3.2 Your obligations

  • Provide accurate and complete business information at onboarding

  • Grant the necessary API access (Meta System User token, Google Calendar
    OAuth) before go-live

  • Review and approve your Outbound email sequence in writing (email or
    in-platform acknowledgement) before any campaign is sent verbal
    approval is not sufficient

  • Confirm your target customer profile before Outbound list-building begins

Neither party authorises go-live without written sign-off. If inaccurate setup
information causes a compliance issue including activating Outbound for a
B2C business liability rests with the Client.

  1. DATA PROCESSING & GDPR

4.1 Roles

You are the data controller for your customers' personal data. We are your
data processor. This distinction is legally significant under GDPR and
determines who bears primary compliance responsibility.

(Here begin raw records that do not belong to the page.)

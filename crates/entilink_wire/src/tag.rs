//! The closed set of element kinds the protocol knows.

use entilink_model::Role;

/// Kind of a wire element, decoded from its tag before any typed parsing.
#[derive(Debug, Clone, Copy, PartialEq, Eq)]
pub enum NodeTag {
    /// A record entity.
    Record,
    /// A record type entity.
    RecordType,
    /// A property entity (or property edge of an entity).
    Property,
    /// A parent edge.
    Parent,
    /// A file entity.
    File,
    /// A generic entity.
    Entity,
    /// A value with text content.
    Value,
    /// The marker for an explicit empty-string value.
    EmptyString,
    /// An error message.
    Error,
    /// A warning message.
    Warning,
    /// An info message.
    Info,
    /// An access control list.
    Acl,
    /// A grant tier within an ACL.
    Grant,
    /// A denial tier within an ACL.
    Deny,
    /// A permission name within a grant or denial.
    Permission,
    /// An entity version.
    Version,
    /// A request document root.
    Request,
    /// A response document root.
    Response,
}

impl NodeTag {
    /// Decodes a tag name, case-insensitively.
    #[must_use]
    pub fn from_tag(tag: &str) -> Option<Self> {
        match tag.to_ascii_lowercase().as_str() {
            "record" => Some(NodeTag::Record),
            "recordtype" => Some(NodeTag::RecordType),
            "property" => Some(NodeTag::Property),
            "parent" => Some(NodeTag::Parent),
            "file" => Some(NodeTag::File),
            "entity" => Some(NodeTag::Entity),
            "value" => Some(NodeTag::Value),
            "emptystring" => Some(NodeTag::EmptyString),
            "error" => Some(NodeTag::Error),
            "warning" => Some(NodeTag::Warning),
            "info" => Some(NodeTag::Info),
            "acl" => Some(NodeTag::Acl),
            "grant" => Some(NodeTag::Grant),
            "deny" => Some(NodeTag::Deny),
            "permission" => Some(NodeTag::Permission),
            "version" => Some(NodeTag::Version),
            "request" => Some(NodeTag::Request),
            "response" => Some(NodeTag::Response),
            _ => None,
        }
    }

    /// Returns the canonical tag name.
    #[must_use]
    pub fn as_str(self) -> &'static str {
        match self {
            NodeTag::Record => "Record",
            NodeTag::RecordType => "RecordType",
            NodeTag::Property => "Property",
            NodeTag::Parent => "Parent",
            NodeTag::File => "File",
            NodeTag::Entity => "Entity",
            NodeTag::Value => "Value",
            NodeTag::EmptyString => "EmptyString",
            NodeTag::Error => "Error",
            NodeTag::Warning => "Warning",
            NodeTag::Info => "Info",
            NodeTag::Acl => "ACL",
            NodeTag::Grant => "Grant",
            NodeTag::Deny => "Deny",
            NodeTag::Permission => "Permission",
            NodeTag::Version => "Version",
            NodeTag::Request => "Request",
            NodeTag::Response => "Response",
        }
    }

    /// Returns the entity role this tag stands for, if it is entity-like.
    #[must_use]
    pub fn role(self) -> Option<Role> {
        match self {
            NodeTag::Record => Some(Role::Record),
            NodeTag::RecordType => Some(Role::RecordType),
            NodeTag::Property => Some(Role::Property),
            NodeTag::Parent => Some(Role::Parent),
            NodeTag::File => Some(Role::File),
            NodeTag::Entity => Some(Role::Entity),
            _ => None,
        }
    }

    /// Returns the tag for an entity role.
    #[must_use]
    pub fn for_role(role: Role) -> Self {
        match role {
            Role::Record => NodeTag::Record,
            Role::RecordType => NodeTag::RecordType,
            Role::Property => NodeTag::Property,
            Role::Parent => NodeTag::Parent,
            Role::File => NodeTag::File,
            Role::Entity => NodeTag::Entity,
        }
    }
}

4.2 Data Processing Agreement

These Terms incorporate a Data Processing Agreement (DPA) by reference. The
DPA governs how we handle personal data on your behalf, including sub-processor
relationships, security measures, retention periods, and data breach
notification obligations. The DPA is available at dpa.quadrantsunshine.com
and forms part of this contract.

4.3 Your compliance obligations

  • Maintain a lawful basis under GDPR for each processing activity you
    instruct us to perform

  • Maintain a Privacy Policy that discloses AI-assisted communication to
    your end-users

  • Not instruct us to process data in ways that violate applicable law

  • Respond to your customers' data rights requests within GDPR timescales
    (30 days)

  • Not use the Outbound Outreach agent to contact private individuals
    under any circumstances

Breach of the final bullet above constitutes a material breach of this
contract and grounds for immediate termination under Section 11.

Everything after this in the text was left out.